Miquel van Smoorenburg wrote:
On Thu, 19 Feb 2004 02:24:31, Nick Piggin wrote:
Miquel van Smoorenburg wrote:
I found out what causes this. It's get_request_wait().
When the request queue is full, and a new request needs to be created, __make_request() blocks in get_request_wait().
Another process wakes up first (pdflush / process submitting I/O itself / xfsdatad / etc) and sends the next bio's to __make_request(). In the mean time some free requests have become available, and the bios are merged into a new request. Those requests are submitted to the device.
Then, get_request_wait() returns but the bio is not mergeable anymore - and that results in a backwards seek, severely limiting the I/O rate.
The "batching" logic there should allow a process to submit a number of requests even above the nr_requests limit to prevent this interleave and context switching.

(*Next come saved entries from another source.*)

//! Cart route handlers.
//!
//! The cart lives in the session. Mutating endpoints take a form post and
//! redirect back to `/cart`.

use axum::{
    Form, Json,
    extract::State,
    response::{IntoResponse, Redirect},
};
use serde::{Deserialize, Serialize};
use tower_sessions::Session;
use tracing::instrument;

use gongora_core::{Price, ProductId};

use crate::db::ProductRepository;
use crate::error::{AppError, Result, add_breadcrumb};
use crate::middleware::{load_cart, save_cart};
use crate::models::{CartLine, MAX_LINE_QUANTITY, SessionCart};
use crate::state::AppState;

/// One cart line for display.
#[derive(Debug, Clone, Serialize)]
pub struct CartItemView {
    pub product_id: ProductId,
    pub product_name: String,
    pub quantity: u32,
    pub price: String,
    pub line_price: String,
}

/// Cart display data.
#[derive(Debug, Clone, Serialize)]
pub struct CartView {
    pub items: Vec<CartItemView>,
    pub subtotal: String,
    pub item_count: u32,
}

impl From<&CartLine> for CartItemView {
    fn from(line: &CartLine) -> Self {
        Self {
            product_id: line.product_id,
            product_name: line.product_name.clone(),
            quantity: line.quantity,
            price: Price::clp(line.unit_price).display(),
            line_price: Price::clp(line.subtotal()).display(),
        }
    }
}

impl From<&SessionCart> for CartView {
    fn from(cart: &SessionCart) -> Self {
        Self {
            items: cart.lines().iter().map(CartItemView::from).collect(),
            subtotal: cart.subtotal_price().display(),
            item_count: cart.item_count(),
        }
    }
}

/// Add to cart form data.
#[derive(Debug, Deserialize)]
pub struct AddToCartForm {
    pub product_id: ProductId,
    pub quantity: Option<u32>,
}

/// Update cart form data.
#[derive(Debug, Deserialize)]
pub struct UpdateCartForm {
    pub product_id: ProductId,
    pub quantity: u32,
}

/// Remove from cart form data.
#[derive(Debug, Deserialize)]
pub struct RemoveFromCartForm {
    pub product_id: ProductId,
}

/// Reject quantities above the per-line maximum.
fn checked_quantity(quantity: u32) -> Result<u32> {
    if quantity > MAX_LINE_QUANTITY {
        return Err(AppError::BadRequest(format!(
            "cantidad máxima por producto: {MAX_LINE_QUANTITY}"
        )));
    }
    Ok(quantity)
}

/// Display the cart.
#[instrument(skip(session))]
pub async fn show(session: Session) -> Json<CartView> {
    let cart = load_cart(&session).await;
    Json(CartView::from(&cart))
}

/// Add a product to the cart.
#[instrument(skip(state, session))]
pub async fn add(
    State(state): State<AppState>,
    session: Session,
    Form(form): Form<AddToCartForm>,
) -> Result<impl IntoResponse> {
    let quantity = checked_quantity(form.quantity.unwrap_or(1))?;
    let product = ProductRepository::new(state.pool())
        .get(form.product_id)
        .await?
        .ok_or_else(|| AppError::NotFound(format!("producto {}", form.product_id)))?;

    let mut cart = load_cart(&session).await;
    cart.add(&product, quantity);
    save_cart(&session, &cart).await?;

    add_breadcrumb(
        "cart",
        "Added product",
        Some(&[("product_id", &product.id.to_string())]),
    );

    Ok(Redirect::to("/cart"))
}

/// Change a line's quantity; zero removes it.
#[instrument(skip(session))]
pub async fn update(
    session: Session,
    Form(form): Form<UpdateCartForm>,
) -> Result<impl IntoResponse> {
    let quantity = checked_quantity(form.quantity)?;
    let mut cart = load_cart(&session).await;
    if cart.set_quantity(form.product_id, quantity) {
        save_cart(&session, &cart).await?;
    }

    Ok(Redirect::to("/cart"))
}

/// Remove a line from the cart.
#[instrument(skip(session))]
pub async fn remove(
    session: Session,
    Form(form): Form<RemoveFromCartForm>,
) -> Result<impl IntoResponse> {
    let mut cart = load_cart(&session).await;
    if cart.remove(form.product_id) {
        save_cart(&session, &cart).await?;
    }

    Ok(Redirect::to("/cart"))
}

Are you using tagged command queueing? What depth?
No, I'm not using tagged command queueing. The 3ware controller is not a real scsi controller, the driver just emulates one. It's a raid5 controller that drives SATA disks. It has an internal request queue ("can_queu") of 254 outstanding commands.
This is what I mean by tagged command queueing.
Because that is way bigger than nr_requests this happens - if I set nr_requests to 512, the problem goes away. But that shouldn't happen ;)
What shouldn't happen?
I'm preparing a proof-of-concept patch now, if it works and I don't wedge the remote machine I'm testing this on I'll post it in a few minutes.
I'm not very happy with forcing a process to sleep _after_ it has submitted a request... but I'd be interested to see exactly what your patch does.
By far the best option is to use appropriately sized queues. The below patch is a start, but it unfortunately doesn't help drivers which use private queueing implementations.